Your output should be the lines of the entries below, exactly, from the first one through the line that holds "Reject values that".

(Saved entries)
****************

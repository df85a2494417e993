//! Helpers for turning flat caller fields into nested mutation payloads.

use crate::domain::ValidationError;
use serde::{Deserialize, Serialize};
use serde_json::{Map, Value};

/// Insert `key` when a value was supplied.
pub(crate) fn put_str(map: &mut Map<String, Value>, key: &str, value: &Option<String>) {
    if let Some(value) = value {
        map.insert(key.to_string(), Value::String(value.clone()));
    }
}

/// Insert a nested object when it has at least one key.
pub(crate) fn put_object(map: &mut Map<String, Value>, key: &str, nested: Map<String, Value>) {
    if !nested.is_empty() {
        map.insert(key.to_string(), Value::Object(nested));
    }
}

/// `{ primaryLinkUrl: url }` for link-typed fields.
pub(crate) fn link(url: &str) -> Value {
    let mut nested = Map::new();
    nested.insert("primaryLinkUrl".into(), Value::String(url.to_string()));
    Value::Object(nested)
}

/// Reject values that are neither RFC 3339 timestamps nor `YYYY-MM-DD` dates.
pub fn validate_date(field: &str, value: &str) -> Result<(), ValidationError> {
    let parses = chrono::DateTime::parse_from_rfc3339(value).is_ok()
        || chrono::NaiveDate::parse_from_str(value, "%Y-%m-%d").is_ok();
    if parses {
        Ok(())
    } else {
        Err(ValidationError::InvalidDate {
            field: field.to_string(),
            value: value.to_string(),
        })
    }
}

/// A caller-named field whose schema name is resolved at runtime.
#[derive(Debug, Clone, PartialEq, Serialize, Deserialize)]
#[serde(rename_all = "camelCase")]
pub struct CustomFieldValue {
    /// Field name as typed by the caller (`instagram`)
    pub field_name: String,

    /// Value to store
    pub field_value: Value,
}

****************

Solution to the exercise
repository df85a2494417e993
//! Helpers for turning flat caller fields into nested mutation payloads.

use crate::domain::ValidationError;
use serde::{Deserialize, Serialize};
use serde_json::{Map, Value};

/// Insert `key` when a value was supplied.
pub(crate) fn put_str(map: &mut Map<String, Value>, key: &str, value: &Option<String>) {
    if let Some(value) = value {
        map.insert(key.to_string(), Value::String(value.clone()));
    }
}

/// Insert a nested object when it has at least one key.
pub(crate) fn put_object(map: &mut Map<String, Value>, key: &str, nested: Map<String, Value>) {
    if !nested.is_empty() {
        map.insert(key.to_string(), Value::Object(nested));
    }
}

/// `{ primaryLinkUrl: url }` for link-typed fields.
pub(crate) fn link(url: &str) -> Value {
    let mut nested = Map::new();
    nested.insert("primaryLinkUrl".into(), Value::String(url.to_string()));
    Value::Object(nested)
}

/// Reject values that are neither RFC 3339 timestamps nor `YYYY-MM-DD` dates.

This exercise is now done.